ギフト会社を営む花井典子さんは「たい焼きが好きすぎる!」と、流山に移住して専門店を開業。まず味わうべきは、追いバターたい焼き。出来たてアツアツに、カルピス発酵バターを合わせれば、やみつきだ。
・10:00~15:00、祝休(月は不定休あり)。
・☎050-1478-8414
食事処 松まる
とにかく明るい地元民の憩いの場
「料理好きが高じて品数増やしたら、てんてこまい」と、笑うのは女将の松田美弥さん。多彩なつまみや酒も絶品だが、元気なスタッフも名物だ。常連衆の輪の中に入ってしまえばさあ大変。
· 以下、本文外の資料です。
//! Named resource bundles
//!
//! A bundle is a manifest file under `<root>/bundles/` listing assets, one
//! per line:
//!
//! ```text
//! # comment
//! SOUND,pickup,pickup.wav      effect from <root>/sounds/
//! MUSIC,bgm,bgm.ogg            music track from <root>/sounds/
//! TONE,gameover,196,420        synthesised effect: frequency Hz, length ms
//! ```
//!
//! Loading registers every asset with the [`SoundBank`]; freeing the bundle
//! unregisters them again.

pub mod tone;

use std::collections::HashMap;
use std::path::{Path, PathBuf};
use std::sync::Arc;

use thiserror::Error;

use crate::audio::SoundBank;

/// Overrides the resource root directory
pub const RESOURCES_ENV: &str = "NEON_DRIFT_RESOURCES";
const DEFAULT_ROOT: &str = "resources";

#[derive(Debug, Error)]
pub enum ResourceError {
    #[error("bundle name must not be empty")]
    EmptyBundleName,

    #[error("manifest name must not be empty")]
    EmptyManifestName,

    #[error("failed to read manifest {}: {source}", path.display())]
    Io {
        path: PathBuf,
        #[source]
        source: std::io::Error,
    },

    #[error("{manifest} line {line}: {message}")]
    Parse {
        manifest: String,
        line: usize,
        message: String,
    },
}

/// One manifest line
#[derive(Debug, Clone, PartialEq)]
pub enum ManifestEntry {
    Sound { name: String, file: String },
    Music { name: String, file: String },
    Tone { name: String, freq_hz: f32, ms: u32 },
}

impl ManifestEntry {
    pub fn name(&self) -> &str {
        match self {
            ManifestEntry::Sound { name, .. }
            | ManifestEntry::Music { name, .. }
            | ManifestEntry::Tone { name, .. } => name,
        }
    }
}

/// Parse manifest text. Errors carry the 1-based line number.
pub fn parse_manifest(text: &str) -> Result<Vec<ManifestEntry>, (usize, String)> {
    let mut entries = Vec::new();
    for (index, raw) in text.lines().enumerate() {
        let line = raw.trim();
        if line.is_empty() || line.starts_with('#') {
            continue;
        }
        let fields: Vec<&str> = line.split(',').map(str::trim).collect();
        let entry = parse_line(&fields).map_err(|message| (index + 1, message))?;
        entries.push(entry);
    }
    Ok(entries)
}

fn parse_line(fields: &[&str]) -> Result<ManifestEntry, String> {
    let kind = fields[0].to_ascii_uppercase();
    let name = fields.get(1).copied().unwrap_or_default();
    if name.is_empty() {
        return Err(format!("{kind} entry is missing a name"));
    }
    let name = name.to_owned();

    match (kind.as_str(), &fields[2..]) {
        ("SOUND", [file]) if !file.is_empty() => Ok(ManifestEntry::Sound {
            name,
            file: (*file).to_owned(),
        }),
        ("MUSIC", [file]) if !file.is_empty() => Ok(ManifestEntry::Music {
            name,
            file: (*file).to_owned(),
        }),
        ("TONE", [freq, ms]) => {
            let freq_hz = freq
                .parse::<f32>()
                .ok()
                .filter(|f| f.is_finite() && *f > 0.0)
                .ok_or_else(|| format!("bad tone frequency {freq:?}"))?;
            let ms = ms
                .parse::<u32>()
                .ok()
                .filter(|ms| *ms <= tone::MAX_TONE_MS)
                .ok_or_else(|| {
                    format!("bad tone length {ms:?} (0..={} ms)", tone::MAX_TONE_MS)
                })?;
            Ok(ManifestEntry::Tone { name, freq_hz, ms })
        }
        ("SOUND" | "MUSIC", _) => Err(format!("{kind} expects KIND,name,file")),
        ("TONE", _) => Err("TONE expects TONE,name,freq_hz,ms".to_owned()),
        _ => Err(format!("unknown resource kind {kind:?}")),
    }
}

#[derive(Debug, Clone, Copy, PartialEq, Eq)]
enum AssetKind {
    Effect,
    Music,
}

/// Bundle registry rooted at a resource directory
#[derive(Debug)]
pub struct ResourceBundles {
    root: PathBuf,
    loaded: HashMap<String, Vec<(AssetKind, String)>>,
}

impl ResourceBundles {
    pub fn new(root: impl Into<PathBuf>) -> Self {
        Self {
            root: root.into(),
            loaded: HashMap::new(),
        }
    }

    /// Root from `NEON_DRIFT_RESOURCES`, else `./resources`
    pub fn from_env() -> Self {
        let root = std::env::var_os(RESOURCES_ENV)
            .filter(|v| !v.is_empty())
            .map(PathBuf::from)
            .unwrap_or_else(|| PathBuf::from(DEFAULT_ROOT));
        Self::new(root)
    }

    pub fn root(&self) -> &Path {
        &self.root
    }

    pub fn is_loaded(&self, bundle: &str) -> bool {
        self.loaded.contains_key(bundle)
    }

    /// Load `<root>/bundles/<manifest>` as `bundle`.
    ///
    /// An already loaded bundle is left alone. Sound files that are missing
    /// or unreadable are skipped.
    pub fn load(
        &mut self,
        bundle: &str,
        manifest: &str,
        audio: &mut SoundBank,
    ) -> Result<(), ResourceError> {
        if bundle.is_empty() {
            return Err(ResourceError::EmptyBundleName);
        }
        if manifest.is_empty() {
            return Err(ResourceError::EmptyManifestName);
        }
        if self.is_loaded(bundle) {
            log::debug!("Bundle {bundle:?} already loaded");
            return Ok(());
        }

        let path = self.root.join("bundles").join(manifest);
        let text = std::fs::read_to_string(&path).map_err(|source| ResourceError::Io {
            path: path.clone(),
            source,
        })?;
        let entries = parse_manifest(&text).map_err(|(line, message)| ResourceError::Parse {
            manifest: manifest.to_owned(),
            line,
            message,
        })?;

        let mut registered = Vec::with_capacity(entries.len());
        for entry in &entries {
            if let Some(asset) = self.register(entry, audio) {
                registered.push(asset);
            }
        }

        log::info!(
            "Loaded bundle {bundle:?}: {} of {} assets",
            registered.len(),
            entries.len()
        );
        self.loaded.insert(bundle.to_owned(), registered);
        Ok(())
    }

    /// Unregister every asset `bundle` loaded. Unknown bundles are ignored.
    pub fn free(&mut self, bundle: &str, audio: &mut SoundBank) {
        let Some(assets) = self.loaded.remove(bundle) else {
            return;
        };
        for (kind, name) in &assets {
            match kind {
                AssetKind::Effect => audio.unregister_effect(name),
                AssetKind::Music => audio.unregister_music(name),
            };
        }
        log::info!("Freed bundle {bundle:?} ({} assets)", assets.len());
    }

    fn register(
        &self,
        entry: &ManifestEntry,
        audio: &mut SoundBank,
    ) -> Option<(AssetKind, String)> {
        let name = entry.name();
        match entry {
            ManifestEntry::Tone { freq_hz, ms, .. } => {
                audio.register_effect(name, Arc::from(tone::tone_wav(*freq_hz, *ms)));
                Some((AssetKind::Effect, name.to_owned()))
            }
            ManifestEntry::Sound { file, .. } => {
                let data = self.read_sound(file)?;
                audio.register_effect(name, data);
                Some((AssetKind::Effect, name.to_owned()))
            }
            ManifestEntry::Music { file, .. } => {
                let data = self.read_sound(file)?;
                audio.register_music(name, data);
                Some((AssetKind::Music, name.to_owned()))
            }
        }
    }

    fn read_sound(&self, file: &str) -> Option<Arc<[u8]>> {
        let path = self.root.join("sounds").join(file);
        match std::fs::read(&path) {
            Ok(bytes) => Some(Arc::from(bytes)),
            Err(e) => {
                log::debug!("Skipping sound {}: {e}", path.display());
                None
            }
        }
    }
}
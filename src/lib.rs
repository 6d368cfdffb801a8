//! Neon Drift - a vertically scrolling neon lane runner
//!
//! Core modules:
//! - `sim`: Frame-stepped simulation (entities, spawner, collisions, score)
//! - `modes`: Menu/Play/Pause/GameOver state machine
//! - `renderer`: Shape batching and the wgpu pipeline
//! - `platform`: Window, keyboard and frame pacing on top of winit
//! - `audio` / `resources`: Sound playback and named asset bundles
//! - `persistence`: Best score and per-user data directory

pub mod audio;
pub mod game;
pub mod modes;
pub mod persistence;
pub mod platform;
pub mod renderer;
pub mod resources;
pub mod settings;
pub mod sim;

pub use game::Game;
pub use settings::Settings;

/// Game configuration constants
pub mod consts {
    /// Simulation rate; every counter in the game is measured in these frames
    pub const FRAMES_PER_SECOND: u32 = 60;
    /// Fixed simulation timestep
    pub const SIM_DT: f64 = 1.0 / FRAMES_PER_SECOND as f64;
    /// Maximum substeps per presented frame to prevent spiral of death
    pub const MAX_SUBSTEPS: u32 = 4;

    /// Logical world (and initial window) size
    pub const WORLD_WIDTH: f32 = 960.0;
    pub const WORLD_HEIGHT: f32 = 540.0;

    /// Player ship
    pub const PLAYER_WIDTH: f32 = 48.0;
    pub const PLAYER_HEIGHT: f32 = 28.0;
    /// Pixels per frame
    pub const PLAYER_SPEED: f32 = 6.0;
    /// Distance of the spawn point above the bottom edge
    pub const PLAYER_START_OFFSET: f32 = 100.0;

    /// Spawner defaults for a fresh run
    pub const SPAWN_INTERVAL: i32 = 50;
    pub const SPAWN_BASE_SPEED: f32 = 3.5;
    pub const SHARD_CHANCE: f64 = 0.25;
    /// Frames until the difficulty factor saturates (one minute)
    pub const DIFFICULTY_RAMP_FRAMES: f32 = 3600.0;

    /// Automatic score tick cadence
    pub const FRAMES_PER_POINT: u32 = 10;

    /// Play-field decoration
    pub const LANE_WIDTH: f32 = 96.0;
    pub const GRID_STEP: f32 = 32.0;
    pub const SCROLL_SPEED: f32 = 2.0;
}

/// Linear interpolation between `a` and `b`
#[inline]
pub fn lerp(a: f32, b: f32, t: f32) -> f32 {
    a + (b - a) * t
}
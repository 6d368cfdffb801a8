//! Keyboard state with level-triggered and edge-triggered queries.
//!
//! `is_held` is true every frame a key is down. `is_just_pressed` is true
//! from the press until `end_frame`, which runs after every simulation step
//! (`Game::run_steps`). Presses on a zero-step frame are kept for the next.

use std::collections::HashSet;

use winit::keyboard::KeyCode;

use crate::sim::InputSource;

#[derive(Debug, Clone, Copy, PartialEq, Eq, Hash)]
pub enum Key {
    Left,
    Right,
    Up,
    Down,
    Space,
    Enter,
    Escape,
    P,
    F11,
}

/// Physical key to game key; unmapped keys are ignored
pub fn map_key(code: KeyCode) -> Option<Key> {
    match code {
        KeyCode::ArrowLeft => Some(Key::Left),
        KeyCode::ArrowRight => Some(Key::Right),
        KeyCode::ArrowUp => Some(Key::Up),
        KeyCode::ArrowDown => Some(Key::Down),
        KeyCode::Space => Some(Key::Space),
        KeyCode::Enter | KeyCode::NumpadEnter => Some(Key::Enter),
        KeyCode::Escape => Some(Key::Escape),
        KeyCode::KeyP => Some(Key::P),
        KeyCode::F11 => Some(Key::F11),
        _ => None,
    }
}

#[derive(Debug, Default)]
pub struct InputState {
    held: HashSet<Key>,
    just_pressed: HashSet<Key>,
}

impl InputState {
    pub fn new() -> Self {
        Self::default()
    }

    pub fn key_down(&mut self, key: Key) {
        if self.held.insert(key) {
            self.just_pressed.insert(key);
        }
    }

    pub fn key_up(&mut self, key: Key) {
        self.held.remove(&key);
    }

    pub fn is_held(&self, key: Key) -> bool {
        self.held.contains(&key)
    }

    pub fn is_just_pressed(&self, key: Key) -> bool {
        self.just_pressed.contains(&key)
    }

    pub fn end_frame(&mut self) {
        self.just_pressed.clear();
    }

    /// Forget every key, e.g. when the window loses focus and releases
    /// would never arrive
    pub fn release_all(&mut self) {
        self.held.clear();
        self.just_pressed.clear();
    }
}

/// Arrows move, Space is the action key
impl InputSource for InputState {
    fn left(&self) -> bool {
        self.is_held(Key::Left)
    }

    fn right(&self) -> bool {
        self.is_held(Key::Right)
    }

    fn up(&self) -> bool {
        self.is_held(Key::Up)
    }

    fn down(&self) -> bool {
        self.is_held(Key::Down)
    }

    fn action(&self) -> bool {
        self.is_just_pressed(Key::Space)
    }
}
楽しさに時間を忘れ、深酒だ。
・11:30~14:30・17:00~22:30、水休(土・日は昼休)。
・☎04-7199-9442
カフェ&バル蔵ごころ
明治に建てられた蔵で鹿児島名物に舌鼓
「地元・鹿児島の料理と今暮らしている流山の食材の両方を知ってほしくて」と、店主の小園直史さん。鹿児島直送の地鶏の刺し身をつまみに焼酎をやれば、自然と頬が緩む。ゆったりと流れる時間が心地よい。
・11:00~15:00・17:30~22:30、月休(日夜・木昼休)。